▶ _Excerpted records_:
use std::collections::{BTreeMap, BTreeSet};

use chrono::{NaiveTime, TimeDelta, Timelike};
use serde::Serialize;

use crate::error::{Error, Result};
use crate::graph::{EdgeType, NodeId};

/// Walking speed along an edge type in metres per second.
#[derive(Debug, Clone, Copy, PartialEq, Serialize)]
pub struct Velocity {
    pub normal: f64,
    pub congested: f64,
}

/// Per-edge-type velocities, validated on lookup.
#[derive(Debug, Clone, Default, PartialEq)]
pub struct VelocityTable {
    entries: BTreeMap<EdgeType, Velocity>,
}

impl VelocityTable {
    pub fn new() -> Self {
        Self::default()
    }

    /// Builder-style insert used by stores and tests.
    pub fn with(mut self, edge_type: EdgeType, normal: f64, congested: f64) -> Self {
        self.insert(edge_type, Velocity { normal, congested });
        self
    }

    pub fn insert(&mut self, edge_type: EdgeType, velocity: Velocity) {
        self.entries.insert(edge_type, velocity);
    }

    /// Velocity to use for `edge_type`, failing closed when it is missing or
    /// would yield an infinite or negative time.
    pub fn get(&self, edge_type: EdgeType, congested: bool) -> Result<f64> {
        let velocity = self
            .entries
            .get(&edge_type)
            .ok_or(Error::MissingVelocity { edge_type })?;
        let value = if congested {
            velocity.congested
        } else {
            velocity.normal
        };
        if !value.is_finite() || value <= 0.0 {
            return Err(Error::InvalidVelocity { edge_type, value });
        }
        Ok(value)
    }
}

/// Time-of-day windows during which congested velocities apply.
#[derive(Debug, Clone, PartialEq)]
pub struct CongestionSchedule {
    pub windows: Vec<NaiveTime>,
    pub margin: TimeDelta,
}

impl Default for CongestionSchedule {
    fn default() -> Self {
        Self {
            windows: Vec::new(),
            margin: TimeDelta::zero(),
        }
    }
}

impl CongestionSchedule {
    /// True when `at` lies within `[window, window + margin]` for any window.
    /// Both ends are inclusive. A window whose end passes midnight stays
    /// active until the end of the day and does not resume after midnight.
    pub fn is_congested(&self, at: NaiveTime) -> bool {
        self.windows.iter().any(|start| {
            if at < *start {
                return false;
            }
            let (end, wrapped) = start.overflowing_add_signed(self.margin);
            wrapped != 0 || at <= end
        })
    }
}

/// Settings read from the graph store's `settings` table.
#[derive(Debug, Clone, Default, PartialEq)]
pub struct StoreSettings {
    pub congestion: CongestionSchedule,
    pub congestion_estimation_enabled: bool,
    /// Nodes whose stairs stay usable in step-free mode.
    pub always_passable_nodes: BTreeSet<NodeId>,
    /// Nodes removed from routing unless an endpoint is at the boundary.
    pub gate_nodes: BTreeSet<NodeId>,
    pub beyond_boundary_nodes: BTreeSet<NodeId>,
}

impl StoreSettings {
    /// Whether a bare node endpoint keeps the gate nodes in play.
    pub fn is_boundary_node(&self, node: NodeId) -> bool {
        self.gate_nodes.contains(&node) || self.beyond_boundary_nodes.contains(&node)
    }
}

/// User-selected access mode.
#[derive(Debug, Clone, Copy, PartialEq, Eq, Serialize)]
pub struct AccessMode {
    pub one_way_system: bool,
    pub step_free: bool,
}

impl Default for AccessMode {
    fn default() -> Self {
        Self::standard()
    }
}

impl AccessMode {
    /// Step-free access switches the one-way system off.
    pub fn new(one_way_system: bool, step_free: bool) -> Self {
        Self {
            one_way_system: one_way_system && !step_free,
            step_free,
        }
    }

    pub fn standard() -> Self {
        Self::new(true, false)
    }

    pub fn step_free() -> Self {
        Self::new(false, true)
    }

    pub fn honours_one_way(&self) -> bool {
        self.one_way_system && !self.step_free
    }
}

/// Everything a matrix build depends on besides the graph itself.
#[derive(Debug, Clone, Copy, PartialEq, Eq, Serialize)]
pub struct RoutingSettings {
    pub access: AccessMode,
    /// User-level congestion toggle; combined with the store flag.
    pub use_congestion: bool,
}

impl Default for RoutingSettings {
    fn default() -> Self {
        Self {
            access: AccessMode::standard(),
            use_congestion: true,
        }
    }
}

impl RoutingSettings {
    pub fn congestion_active(&self, store: &StoreSettings, at: NaiveTime) -> bool {
        self.use_congestion && store.congestion_estimation_enabled && store.congestion.is_congested(at)
    }
}

/// Parse an `HH:MM:SS` (or `HH:MM`) time of day.
pub fn parse_time_of_day(name: &str, value: &str) -> Result<NaiveTime> {
    let value = value.trim();
    NaiveTime::parse_from_str(value, "%H:%M:%S")
        .or_else(|_| NaiveTime::parse_from_str(value, "%H:%M"))
        .map_err(|err| Error::InvalidSetting {
            name: name.to_string(),
            message: format!("'{value}' is not a time of day: {err}"),
        })
}

/// Parse an `HH:MM:SS` span into a duration.
pub fn parse_duration(name: &str, value: &str) -> Result<TimeDelta> {
    let time = parse_time_of_day(name, value)?;
    Ok(TimeDelta::seconds(i64::from(time.num_seconds_from_midnight())))
}

/// Parse a comma separated list of node ids. Blank input yields an empty set.
pub fn parse_node_list(name: &str, value: &str) -> Result<BTreeSet<NodeId>> {
    value
        .split(',')
        .map(str::trim)
        .filter(|part| !part.is_empty())
        .map(|part| {
            part.parse::<NodeId>().map_err(|err| Error::InvalidSetting {
                name: name.to_string(),
                message: format!("'{part}' is not a node id: {err}"),
            })
        })
        .collect()
}

/// Parse a `0`/`1`/`true`/`false` flag.
pub fn parse_flag(name: &str, value: &str) -> Result<bool> {
    match value.trim().to_ascii_lowercase().as_str() {
        "1" | "true" => Ok(true),
        "0" | "false" => Ok(false),
        other => Err(Error::InvalidSetting {
            name: name.to_string(),
            message: format!("'{other}' is not a flag"),
        }),
    }
}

▶ _Assigned task_: Which lines run from the one containing "let time = parse_time_of_day(name, value)?;" to the final line of the entries? Return those lines exactly, and only those.

▶ _Exercise output_:
    let time = parse_time_of_day(name, value)?;
    Ok(TimeDelta::seconds(i64::from(time.num_seconds_from_midnight())))
}

/// Parse a comma separated list of node ids. Blank input yields an empty set.
pub fn parse_node_list(name: &str, value: &str) -> Result<BTreeSet<NodeId>> {
    value
        .split(',')
        .map(str::trim)
        .filter(|part| !part.is_empty())
        .map(|part| {
            part.parse::<NodeId>().map_err(|err| Error::InvalidSetting {
                name: name.to_string(),
                message: format!("'{part}' is not a node id: {err}"),
            })
        })
        .collect()
}

/// Parse a `0`/`1`/`true`/`false` flag.
pub fn parse_flag(name: &str, value: &str) -> Result<bool> {
    match value.trim().to_ascii_lowercase().as_str() {
        "1" | "true" => Ok(true),
        "0" | "false" => Ok(false),
        other => Err(Error::InvalidSetting {
            name: name.to_string(),
            message: format!("'{other}' is not a flag"),
        }),
    }
}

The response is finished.